Say how many lines in the listing contain the string "suggestions", giving the number alone.

Data

◇ ◇ ◇ ◇

impl Normalizer {
    /// Builds a normalizer from the loaded configuration.
    pub fn from_config(config: &EngineConfig) -> Self {
        Self {
            dates: DateResolver::new(config.dates().clone()),
            times: TimeResolver::new(config.times().clone()),
            durations: config.durations().clone(),
            service_codes: ServiceCodeResolver::new(config.catalog()),
        }
    }

    /// The date resolver.
    pub fn dates(&self) -> &DateResolver {
        &self.dates
    }

    /// The time resolver.
    pub fn times(&self) -> &TimeResolver {
        &self.times
    }

    /// The duration policy.
    pub fn durations(&self) -> &DurationPolicy {
        &self.durations
    }

    /// The service-code resolver.
    pub fn service_codes(&self) -> &ServiceCodeResolver {
        &self.service_codes
    }

    /// Normalizes a raw timesheet for the index's organization.
    ///
    /// The returned timesheet has version 0 and is not stored.
    pub fn normalize_timesheet(
        &self,
        raw: &RawTimesheet,
        context: &DateContext,
        index: &EmployeeIdentityIndex,
    ) -> EngineResult<Timesheet> {
        let start_time = Instant::now();
        let mut trace = AuditTrace::default();
        let mut rejected_lines = Vec::new();
        let mut employees = Vec::with_capacity(raw.employees.len());

        for (employee_index, line) in raw.employees.iter().enumerate() {
            let entry = self.normalize_employee_line(
                employee_index,
                line,
                context,
                index,
                &mut trace,
                &mut rejected_lines,
            )?;
            employees.push(entry);
        }

        trace.duration_us = start_time.elapsed().as_micros() as u64;

        let timesheet = Timesheet {
            id: Uuid::new_v4(),
            organization_id: index.organization_id().to_string(),
            client_name: raw.client_name.trim().to_string(),
            version: 0,
            updated_at: Utc::now(),
            employees,
            rejected_lines,
            audit_trace: trace,
        };

        info!(
            organization_id = %timesheet.organization_id,
            timesheet_id = %timesheet.id,
            employees = timesheet.employees.len(),
            rejected_lines = timesheet.rejected_lines.len(),
            warnings = timesheet.audit_trace.warnings.len(),
            total_units = timesheet.total_units(),
            "Timesheet normalized"
        );

        Ok(timesheet)
    }

    /// Resolves a date and records the decision in the trace.
    pub fn resolve_date_audited(
        &self,
        raw: &str,
        context: &DateContext,
        trace: &mut AuditTrace,
    ) -> ResolvedDate {
        let (date, rule) = self.dates.resolve_with_rule(raw, context);

        match rule {
            DateRule::TwoDigitYear
            | DateRule::FallbackYear
            | DateRule::Weekday { .. }
            | DateRule::Generic => {
                trace.record(
                    rule.rule_id(),
                    date_rule_name(rule),
                    json!({ "raw": raw, "week_start": context.week_start }),
                    json!({ "date": date.iso_date, "display": date.display }),
                    format!("'{}' resolved to '{}'", raw.trim(), date.display),
                );
            }
            _ => {}
        }

        match date.ambiguity {
            DateAmbiguity::None => {}
            DateAmbiguity::NeedsWeekContext => trace.warn(
                "DATE_NEEDS_WEEK_CONTEXT",
                format!("'{}' names a weekday but no week was supplied", raw.trim()),
                "high",
            ),
            DateAmbiguity::NeedsMonth => trace.warn(
                "DATE_NEEDS_MONTH",
                format!("'{}' has no month", raw.trim()),
                "high",
            ),
            DateAmbiguity::InvalidFormat => trace.warn(
                "DATE_INVALID_FORMAT",
                format!("'{}' is not a recognizable date", raw.trim()),
                "high",
            ),
        }

        if date.inferred_year {
            trace.warn(
                "DATE_INFERRED_YEAR",
                format!("'{}' has no year; {} was assumed", raw.trim(), date.display),
                "medium",
            );
        }

        if let (DateRule::Weekday { stated_day: Some(day) }, Some(resolved)) =
            (rule, date.iso_date)
        {
            if resolved.day() != day {
                trace.warn(
                    "DATE_WEEKDAY_MISMATCH",
                    format!(
                        "'{}' resolved to {} but the written day is {}",
                        raw.trim(),
                        date.display,
                        day
                    ),
                    "medium",
                );
            }
        }

        date
    }

    /// Resolves a clock time and records any repair or inference.
    ///
    /// Returns `None` when the value is unrecognizable; the caller decides
    /// how to reject the line.
    pub fn resolve_time_audited(
        &self,
        raw: &str,
        field: &str,
        trace: &mut AuditTrace,
    ) -> Option<ResolvedTime> {
        let TimeResolution {
            time,
            repairs,
            meridiem,
        } = self.times.resolve_detailed(raw)?;

        if !repairs.is_empty() {
            trace.record(
                "time_repair",
                "OCR Time Repair",
                json!({ "field": field, "raw": raw }),
                json!({ "time": time.canonical(), "repairs": repairs }),
                format!("'{}' repaired to {}", raw.trim(), time),
            );
            trace.warn(
                "TIME_CORRECTED",
                format!("{} '{}' was read as {}", field, raw.trim(), time),
                "low",
            );
        }

        if meridiem == MeridiemSource::Heuristic {
            trace.record(
                "time_meridiem_heuristic",
                "AM/PM Heuristic",
                json!({ "field": field, "raw": raw }),
                json!({ "time": time.canonical() }),
                format!("no AM/PM marker on '{}'; read as {}", raw.trim(), time),
            );
        }

        Some(time)
    }

    /// Builds a time entry and records an overnight wrap.
    pub fn build_entry_audited(
        &self,
        date: ResolvedDate,
        time_in: ResolvedTime,
        time_out: ResolvedTime,
        trace: &mut AuditTrace,
    ) -> TimeEntry {
        let entry = build_time_entry(date, time_in, time_out, &self.durations);
        if entry.overnight {
            trace.record(
                "duration_overnight",
                "Overnight Shift",
                json!({ "time_in": time_in.canonical(), "time_out": time_out.canonical() }),
                json!({ "minutes_worked": entry.minutes_worked, "units": entry.units }),
                "clock-out is earlier than clock-in; 24 hours added",
            );
            trace.warn(
                "OVERNIGHT_SHIFT",
                format!("{} to {} crosses midnight", time_in, time_out),
                "low",
            );
        }
        entry
    }

    fn normalize_employee_line(
        &self,
        employee_index: usize,
        line: &RawEmployeeLine,
        context: &DateContext,
        index: &EmployeeIdentityIndex,
        trace: &mut AuditTrace,
        rejected_lines: &mut Vec<RejectedLine>,
    ) -> EngineResult<EmployeeEntry> {
        let employee_name = line.employee_name.trim().to_string();
        let (resolved_employee_id, suggestions) =
            self.resolve_employee(&employee_name, index, trace)?;

        let service_code = self.service_codes.accept_custom(&line.service_code);
        match (&resolved_employee_id, service_code.is_empty()) {
            (_, true) => trace.warn(
                "SERVICE_CODE_MISSING",
                format!("no service code for '{}'", employee_name),
                "medium",
            ),
            (Some(employee_id), false) => {
                index.record_service_code_use(employee_id, &service_code)?;
            }
            (None, false) => {}
        }

        if !line.signature_present {
            trace.warn(
                "SIGNATURE_MISSING",
                format!("no signature for '{}'", employee_name),
                "medium",
            );
        }

        let mut time_entries = Vec::with_capacity(line.entries.len());
        for (line_index, raw_line) in line.entries.iter().enumerate() {
            if let Some(entry) = self.normalize_time_line(
                employee_index,
                line_index,
                raw_line,
                context,
                trace,
                rejected_lines,
            ) {
                time_entries.push(entry);
            }
        }

        Ok(EmployeeEntry {
            employee_name,
            resolved_employee_id,
            service_code,
            signature_present: line.signature_present,
            time_entries,
            suggestions,
        })
    }

    fn normalize_time_line(
        &self,
        employee_index: usize,
        line_index: usize,
        raw: &RawTimeLine,
        context: &DateContext,
        trace: &mut AuditTrace,
        rejected_lines: &mut Vec<RejectedLine>,
    ) -> Option<TimeEntry> {
        let date = self.resolve_date_audited(&raw.date, context, trace);
        let time_in = self.resolve_time_audited(&raw.time_in, "time_in", trace);
        let time_out = self.resolve_time_audited(&raw.time_out, "time_out", trace);

        for (field, value, resolved) in [
            ("time_in", &raw.time_in, time_in.is_some()),
            ("time_out", &raw.time_out, time_out.is_some()),
        ] {
            if resolved {
                continue;
            }
            warn!(
                employee_index = employee_index,
                line_index = line_index,
                field = field,
                raw = %value,
                "Rejected unrecognized time"
            );
            trace.warn(
                "TIME_UNRECOGNIZED",
                format!("{} '{}' could not be read; manual entry required", field, value.trim()),
                "high",
            );
            rejected_lines.push(RejectedLine {
                employee_index,
                line_index,
                field: field.to_string(),
                raw: value.clone(),
                reason: format!("unrecognized time '{}'", value.trim()),
            });
        }

        Some(self.build_entry_audited(date, time_in?, time_out?, trace))
    }

    fn resolve_employee(
        &self,
        name: &str,
        index: &EmployeeIdentityIndex,
        trace: &mut AuditTrace,
    ) -> EngineResult<(Option<String>, Vec<EmployeeSuggestion>)> {
        if name.is_empty() {
            trace.warn("EMPLOYEE_NAME_MISSING", "an employee line has no name", "high");
            return Ok((None, Vec::new()));
        }

        if let Some(employee) = index.find_by_alias(name).filter(|e| e.active) {
            return Ok((Some(employee.id), Vec::new()));
        }

        let matches = index.search(name, None);
        let high: Vec<_> = matches
            .iter()
            .filter(|m| m.confidence == MatchConfidence::HighConfidence)
            .collect();

        if let [only] = high.as_slice() {
            trace.record(
                "employee_auto_match",
                "High-Confidence Employee Match",
                json!({ "name": name }),
                json!({
                    "employee_id": only.employee.id,
                    "full_name": only.employee.full_name,
                    "similarity_score": only.similarity_score,
                }),
                format!(
                    "'{}' matched '{}' with {} ({:.3})",
                    name,
                    only.employee.full_name,
                    only.confidence.label(),
                    only.similarity_score
                ),
            );
            trace.warn(
                "EMPLOYEE_AUTO_MATCHED",
                format!("'{}' was matched to '{}'", name, only.employee.full_name),
                "low",
            );
            return Ok((Some(only.employee.id.clone()), Vec::new()));
        }

        if !matches.is_empty() {
            trace.warn(
                "EMPLOYEE_UNRESOLVED",
                format!(
                    "'{}' has {} possible roster matches; reviewer must select one",
                    name,
                    matches.len()
                ),
                "high",
            );
            return Ok((None, matches.iter().map(|m| m.to_suggestion()).collect()));
        }

        let employee = index.resolve_or_create(name)?;
        if !employee.is_complete {
            trace.record(
                "employee_created",
                "New Employee",
                json!({ "name": name }),
                json!({ "employee_id": employee.id }),
                format!("no roster match for '{}'; incomplete employee created", name),
            );
            trace.warn(
                "EMPLOYEE_INCOMPLETE",
                format!("'{}' is a new employee and needs enrichment", name),
                "medium",
            );
        }
        Ok((Some(employee.id), Vec::new()))
    }
}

◇ ◇ ◇ ◇

Answer space
2